Jack had his first day of "real" preschool today, the full 2 1/2 hours with no parents in the building. He went in and stayed happily and came home with a tie-dyed tissue paper hat (which was later turned into a hot air balloon to carry around his bumble bee. Of course.) and a copy of The Little Engine that Could from the school library (which was the ONLY book he wanted to read tonight). And he is just so grown up. He acts out dramas with his "fly plane" and the firefighter dinosaur and he collects rocks and seed pods on walks. He talks up a storm and refuses to listen and that charming smile of his! He is so handsome and funny and frustrating and perfect all at the same time, in all his boy-ness. With his big feet and his hair that won't lay down and the two temporary tatoos slowly fading on his forearms and the way he giggles when he runs. Even when I am tired and he doesn't want to go to bed, even when we have the same talk every night about why the lights need to be turned out, even when he wants me to help act out the same play scenarios on endless repeat or he won't get a move on so we can make it to the library or he refuses to eat his supper--- I love him.

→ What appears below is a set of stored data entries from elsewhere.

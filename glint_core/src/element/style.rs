// Copyright 2026 the Glint Authors
// SPDX-License-Identifier: Apache-2.0 OR MIT

//! Presented element state: class flags and inline style.

use kurbo::Vec2;

/// A class-list token the orchestrator toggles.
#[derive(Clone, Copy, Debug, PartialEq, Eq, Hash)]
pub enum Class {
    /// Terminal reveal state (`revealed`).
    Revealed,
    /// Navbar past the scroll threshold (`scrolled`).
    Scrolled,
    /// Back-to-top button shown (`visible`).
    Visible,
    /// Hamburger control in its open state (`active`).
    Active,
    /// Navigation link list expanded (`open`).
    Open,
    /// Form control failed validation (`error`).
    Error,
    /// Success indicator shown (`show`).
    Show,
}

impl Class {
    /// Every class, in presentation order.
    pub const ALL: [Self; 7] = [
        Self::Revealed,
        Self::Scrolled,
        Self::Visible,
        Self::Active,
        Self::Open,
        Self::Error,
        Self::Show,
    ];

    /// The class-list token written to the DOM.
    #[must_use]
    pub const fn token(self) -> &'static str {
        match self {
            Self::Revealed => "revealed",
            Self::Scrolled => "scrolled",
            Self::Visible => "visible",
            Self::Active => "active",
            Self::Open => "open",
            Self::Error => "error",
            Self::Show => "show",
        }
    }

    const fn bit(self) -> u8 {
        match self {
            Self::Revealed => 1 << 0,
            Self::Scrolled => 1 << 1,
            Self::Visible => 1 << 2,
            Self::Active => 1 << 3,
            Self::Open => 1 << 4,
            Self::Error => 1 << 5,
            Self::Show => 1 << 6,
        }
    }
}

/// The set of [`Class`] tokens currently applied to an element.
#[derive(Clone, Copy, Debug, Default, PartialEq, Eq, Hash)]
pub struct ClassFlags(u8);

impl ClassFlags {
    /// Returns whether `class` is applied.
    #[inline]
    #[must_use]
    pub const fn contains(self, class: Class) -> bool {
        self.0 & class.bit() != 0
    }

    /// Returns a copy with `class` applied or removed.
    #[inline]
    #[must_use]
    pub const fn with(self, class: Class, on: bool) -> Self {
        if on {
            Self(self.0 | class.bit())
        } else {
            Self(self.0 & !class.bit())
        }
    }

    /// Iterates over applied classes.
    pub fn iter(self) -> impl Iterator<Item = Class> {
        Class::ALL.into_iter().filter(move |c| self.contains(*c))
    }
}

/// Card tilt produced by the pointer-over-card effect.
#[derive(Clone, Copy, Debug, PartialEq)]
pub struct Tilt {
    /// Rotation around the X axis, in degrees.
    pub rotate_x_deg: f64,
    /// Rotation around the Y axis, in degrees.
    pub rotate_y_deg: f64,
    /// Vertical lift in pixels (negative moves up).
    pub lift_px: f64,
}

/// An inline `transform` value.
#[derive(Clone, Copy, Debug, Default, PartialEq)]
pub enum Transform {
    /// No inline transform (stylesheet value applies).
    #[default]
    None,
    /// A 2D translation in pixels.
    Translate(Vec2),
    /// A perspective tilt with lift.
    Tilt(Tilt),
}

/// Navigation-link highlight colour.
#[derive(Clone, Copy, Debug, Default, PartialEq, Eq, Hash)]
pub enum Highlight {
    /// Stylesheet colour.
    #[default]
    None,
    /// The accent colour marking the active section's link.
    Accent,
}

/// Inline style properties the orchestrator writes.
///
/// `None` means "property not set inline" so the stylesheet value applies.
#[derive(Clone, Copy, Debug, Default, PartialEq)]
pub struct InlineStyle {
    /// `transform`.
    pub transform: Transform,
    /// `width`, as a percentage.
    pub width_percent: Option<f64>,
    /// `color`.
    pub highlight: Highlight,
    /// `opacity`.
    pub opacity: Option<f64>,
    /// `pointer-events`: `Some(true)` is `all`, `Some(false)` is `none`.
    pub pointer_events: Option<bool>,
    /// `overflow: hidden` (document scroll lock when set on the body).
    pub overflow_hidden: bool,
}

#[cfg(test)]
mod tests {
    use super::*;

    #[test]
    fn flags_toggle_independently() {
        let f = ClassFlags::default()
            .with(Class::Revealed, true)
            .with(Class::Show, true);
        assert!(f.contains(Class::Revealed));
        assert!(f.contains(Class::Show));
        assert!(!f.contains(Class::Error));

        let f = f.with(Class::Revealed, false);
        assert!(!f.contains(Class::Revealed));
        assert_eq!(f.iter().collect::<alloc::vec::Vec<_>>(), [Class::Show]);
    }
}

The girl-- well, right now may not be the best time to update on her as I am blogging to pass the time while we listen to her cry. Trying and trying to get some semblance of good sleep back, some semblance of the way she slept when she was 7, 8 weeks old... no such luck yet. In the midst of sleep deprivation and frustration with a cry-it-out process that seems to be taking weeks rather than days to be effective, it is easy to lose sight of the fact that little girl is a remarkably happy baby all day. Content to watch the world go by from her bumbo or the beloved exersaucer. Ready with a room-lighting smile and furious kicking anytime we turn our attention to her. Always shiny-eyed and happy when she's outside. Last night she tried valiantly to roll from her back to her belly while holding her feet. She really, really adores Jack's bumble bee toy and she is ticklish and she has that squeaky laugh that's almost too much to handle. She's sort of this proto-person these days with a thoughtful regard for the world and an intense love for her brother (she seems to find him as funny as I do). She's a cute baby, that Ivy Jane. She just needs to sleep...
Me too. Goodnight all. Pictures to come tomorrow.